Tippett even displays diplomas from Dr. William Henry Burritt, whose property now attracts visitors from around the country at Burritt on the Mountain. These diplomas made their way by will into her family’s possession, Tippett said. They’re hung near a set of paper fans formerly used at the Russell Erskine Hotel downtown.
“It brings back memories to people,” said Tippett. “Usually if we have a family visiting the home, the older ones get to discussing things they’ve never before remembered to share with the younger family members.”
For example, she displays a rotary phone that is of interest to school children—those who have only lived in the digital era.

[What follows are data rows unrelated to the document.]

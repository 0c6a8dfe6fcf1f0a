//! # Invoice Draft
//!
//! In-progress invoice lines as edited in the invoice form.
//!
//! ## Edit Flow
//! ```text
//! ┌─────────────────────────────────────────────────────────────────────────┐
//! │  Form event                 Draft operation          Recalculation      │
//! │  ──────────                 ───────────────          ─────────────      │
//! │  Insert line ─────────────► add_line() ────────────► recalc_line(new)   │
//! │  Change qty/price/... ────► update_line(i, edit) ──► recalc_line(i)     │
//! │  Delete line ─────────────► remove_line(i)           (none)             │
//! │  Pick client ─────────────► set_client_state_code ─► recalc_lines(all)  │
//! │  Change place of supply ──► set_place_of_supply ───► recalc_lines(all)  │
//! │  Edit shipping/round-off ─► set_shipping/rounding    (none)             │
//! │  Render totals panel ─────► totals()                                    │
//! └─────────────────────────────────────────────────────────────────────────┘
//! ```
//!
//! Every operation is all-or-nothing: when a recalculation fails the draft
//! keeps its previous state.

use rust_decimal::Decimal;
use serde::{Deserialize, Deserializer};

use crate::error::{CoreError, CoreResult};
use crate::gst::{is_interstate, GstSummary};
use crate::money::Money;
use crate::totals::{calculate_invoice_totals, recalc_line, recalc_lines, InvoiceTotals, TotalsAdjustments};
use crate::types::{DiscountType, LineItem, TaxRate};

/// A partial change to one line. `None` leaves the field as it is.
///
/// `discount_type` is doubly optional: `Some(None)` clears the discount.
#[derive(Debug, Clone, Default, PartialEq, Deserialize)]
#[serde(rename_all = "camelCase")]
pub struct LineEdit {
    #[serde(default)]
    pub description: Option<String>,
    #[serde(default, rename = "qty")]
    pub quantity: Option<Decimal>,
    #[serde(default)]
    pub unit_price: Option<Money>,
    #[serde(default, deserialize_with = "present")]
    pub discount_type: Option<Option<DiscountType>>,
    #[serde(default)]
    pub discount_value: Option<Decimal>,
    #[serde(default)]
    pub tax_rate: Option<TaxRate>,
}

/// Distinguishes an explicit `null` from an absent key.
fn present<'de, D, T>(deserializer: D) -> Result<Option<Option<T>>, D::Error>
where
    D: Deserializer<'de>,
    T: Deserialize<'de>,
{
    Option::<T>::deserialize(deserializer).map(Some)
}

impl LineEdit {
    fn apply_to(self, line: &mut LineItem) {
        if let Some(description) = self.description {
            line.description = description;
        }
        if let Some(quantity) = self.quantity {
            line.quantity = quantity;
        }
        if let Some(unit_price) = self.unit_price {
            line.unit_price = unit_price;
        }
        if let Some(discount_type) = self.discount_type {
            line.discount_type = discount_type;
        }
        if let Some(discount_value) = self.discount_value {
            line.discount_value = discount_value;
        }
        if let Some(tax_rate) = self.tax_rate {
            line.tax_rate = tax_rate;
        }
    }
}

/// The invoice being edited.
///
/// ## Invariants
/// - Every held line has tax fields consistent with the current
///   interstate flag
/// - The interstate flag is derived, never set directly
#[derive(Debug, Clone, Default, PartialEq)]
pub struct InvoiceDraft {
    lines: Vec<LineItem>,
    client_state_code: Option<String>,
    place_of_supply: Option<String>,
    adjustments: TotalsAdjustments,
}

impl InvoiceDraft {
    /// Creates an empty draft (intra-state until both state codes are known).
    pub fn new() -> Self {
        Self::default()
    }

    /// Starts a draft from existing lines, recalculating them.
    pub fn from_lines(
        lines: Vec<LineItem>,
        client_state_code: Option<String>,
        place_of_supply: Option<String>,
    ) -> CoreResult<Self> {
        let interstate = is_interstate(client_state_code.as_deref(), place_of_supply.as_deref());
        Ok(Self {
            lines: recalc_lines(&lines, interstate)?,
            client_state_code,
            place_of_supply,
            adjustments: TotalsAdjustments::default(),
        })
    }

    pub fn lines(&self) -> &[LineItem] {
        &self.lines
    }

    pub fn into_lines(self) -> Vec<LineItem> {
        self.lines
    }

    pub fn client_state_code(&self) -> Option<&str> {
        self.client_state_code.as_deref()
    }

    pub fn place_of_supply(&self) -> Option<&str> {
        self.place_of_supply.as_deref()
    }

    pub fn adjustments(&self) -> TotalsAdjustments {
        self.adjustments
    }

    /// Whether the lines are currently taxed as IGST.
    pub fn is_interstate(&self) -> bool {
        is_interstate(self.client_state_code.as_deref(), self.place_of_supply.as_deref())
    }

    /// Appends a line after calculating its tax.
    pub fn add_line(&mut self, line: LineItem) -> CoreResult<&LineItem> {
        let line = recalc_line(&line, self.is_interstate())?;
        self.lines.push(line);
        Ok(&self.lines[self.lines.len() - 1])
    }

    /// Merges `edit` into the line at `index` and recalculates it.
    pub fn update_line(&mut self, index: usize, edit: LineEdit) -> CoreResult<&LineItem> {
        let interstate = self.is_interstate();
        let current = self.line_at(index)?;

        let mut candidate = current.clone();
        edit.apply_to(&mut candidate);
        let updated = recalc_line(&candidate, interstate)?;

        self.lines[index] = updated;
        Ok(&self.lines[index])
    }

    /// Removes and returns the line at `index`.
    pub fn remove_line(&mut self, index: usize) -> CoreResult<LineItem> {
        self.line_at(index)?;
        Ok(self.lines.remove(index))
    }

    /// Sets the client's state code and retaxes every line.
    pub fn set_client_state_code(&mut self, code: Option<String>) -> CoreResult<()> {
        let interstate = is_interstate(code.as_deref(), self.place_of_supply.as_deref());
        self.lines = recalc_lines(&self.lines, interstate)?;
        self.client_state_code = code;
        Ok(())
    }

    /// Sets the place of supply and retaxes every line.
    pub fn set_place_of_supply(&mut self, place: Option<String>) -> CoreResult<()> {
        let interstate = is_interstate(self.client_state_code.as_deref(), place.as_deref());
        self.lines = recalc_lines(&self.lines, interstate)?;
        self.place_of_supply = place;
        Ok(())
    }

    pub fn set_shipping(&mut self, shipping: Money) {
        self.adjustments.shipping = shipping;
    }

    pub fn set_rounding(&mut self, rounding: Money) {
        self.adjustments.rounding = rounding;
    }

    /// Current document totals.
    pub fn totals(&self) -> InvoiceTotals {
        calculate_invoice_totals(&self.lines, self.adjustments)
    }

    /// Current CGST/SGST/IGST breakdown.
    pub fn gst_summary(&self) -> GstSummary {
        GstSummary::from_lines(&self.lines)
    }

    fn line_at(&self, index: usize) -> CoreResult<&LineItem> {
        self.lines.get(index).ok_or_else(|| {
            CoreError::invalid_argument(
                "index",
                format!("line {} does not exist ({} lines)", index, self.lines.len()),
            )
        })
    }
}

// =============================================================================
// Unit Tests
// =============================================================================
//! # Repository Module
//!
//! Database repository implementations for Imagicity.
//!
//! ## Repository Pattern
//! ```text
//! ┌─────────────────────────────────────────────────────────────────────────┐
//! │                    Repository Pattern Explained                         │
//! │                                                                         │
//! │  Caller (REST handler, seed binary)                                    │
//! │       │                                                                 │
//! │       │  db.invoices().create(new_invoice)                             │
//! │       ▼                                                                 │
//! │  InvoiceRepository                                                     │
//! │  ├── recalculates lines and totals (imagicity-core)                    │
//! │  ├── issues the number (imagicity-core numbering)                      │
//! │  └── writes rows inside one BEGIN IMMEDIATE transaction                │
//! │       │                                                                 │
//! │       │  SQL Query                                                      │
//! │       ▼                                                                 │
//! │  SQLite Database                                                       │
//! │                                                                         │
//! │  Repositories are cheap handles over a cloned SqlitePool; callers      │
//! │  receive them explicitly, there is no global store.                    │
//! └─────────────────────────────────────────────────────────────────────────┘
//! ```
//!
//! ## Column Encoding
//! - Amounts: TEXT holding the exact decimal (`"1180.00"`)
//! - Line items, tags, settings values: TEXT holding JSON
//! - Dates: TEXT `YYYY-MM-DD`; timestamps: TEXT RFC 3339
//!
//! ## Available Repositories
//!
//! - [`SettingsRepository`] - Numbering, organization and tax settings
//! - [`ClientRepository`] - Client CRUD and search
//! - [`CatalogueItemRepository`] - Products and services for new lines
//! - [`InvoiceRepository`] - Invoice issuance, updates and payments
//! - [`EstimateRepository`] - Estimates and conversion to invoices

pub mod catalogue;
pub mod client;
pub mod estimate;
pub mod invoice;
pub mod settings;

pub use catalogue::CatalogueItemRepository;
pub use client::ClientRepository;
pub use estimate::EstimateRepository;
pub use invoice::InvoiceRepository;
pub use settings::SettingsRepository;

use std::str::FromStr;

use imagicity_core::Money;
use rust_decimal::Decimal;
use serde::de::DeserializeOwned;
use sqlx::sqlite::SqliteRow;
use sqlx::Row;

use crate::error::{DbError, DbResult};

/// Encodes an amount for a TEXT column.
pub(crate) fn money_text(amount: Money) -> String {
    amount.amount().to_string()
}

/// Decodes an amount from a TEXT column.
pub(crate) fn money_column(row: &SqliteRow, column: &str) -> DbResult<Money> {
    let raw: String = row.try_get(column)?;
    parse_money(column, &raw)
}

pub(crate) fn parse_money(column: &str, raw: &str) -> DbResult<Money> {
    Decimal::from_str(raw)
        .map(Money::new)
        .map_err(|e| DbError::invalid_data(column, e))
}

/// Decodes a JSON TEXT column.
pub(crate) fn json_column<T: DeserializeOwned>(row: &SqliteRow, column: &str) -> DbResult<T> {
    let raw: String = row.try_get(column)?;
    serde_json::from_str(&raw).map_err(|e| DbError::invalid_data(column, e))
}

Also hanging nearby is a framed cedar water main from 1823, which she usually stops by on her tours to give a short lesson about how the city’s infrastructure began.
Everywhere you look, you’ll find treasures like this. Some of the collection was unearthed during the home’s renovation, such as beams from the original cabin first constructed on the property. They were found underneath the home during restoration.
Tippett remarked, “We found a picture behind one of the fireplaces, so we treasure that one.”
Upstairs at the Lowry House, you’ll find artifacts from the Civil War era, including a campaign desk.
But the house cherishes a more important part of the Lowry House’s history: helping enslaved people escape. Tippett said she was elated to learn the home had been a stop on the Underground Railroad.
“It was amazing to hear that!” she remarked, showing me the way to the part of the house that once was a nook where people stayed hidden on their path to freedom.
Host an Event
But the home offers visitors more than just personal tours and historical programming; you can also turn to the Lowry House for your next event.
Host your wedding, reception, or another event here at the house! Whether you use the parlor and dining space indoors, or the patio and lawns outdoors, there are plenty of areas to suit your needs. Tippett also pointed out a bridal room for getting ready, and a catering kitchen for event staff to use.
“I usually just rent the whole house, because everyone likes to walk around,” Tippett explained.
“This is a unique place, a hidden gem. I love seeing people enjoy the space the way I do,” she said.
The home is also drawing interest from ghost hunters! Tippett shared that the Lowry House often hosts ticketed events, such as an upcoming visit from the Southern Ghost Girls on September 16.
“Some people even have the ghosts named,” Tippett shared. You’re welcome to find out more for yourself!
Stop By the Lowry House
A visit to the Lowry House is filled with adventure, surprises, and a delightful blast from the past for people all of ages.
“I hope everyone who visits enjoys themselves, and also that they enjoy sharing what they’ve learned about Huntsville’s history with others,” Tippett said.
But what I also discovered is a labor of love by Jane Tippett and her husband, and the donors and committee who helped them renovate the house. The Lowry House’s stories of the past have helped me appreciate the present Huntsville that I call home!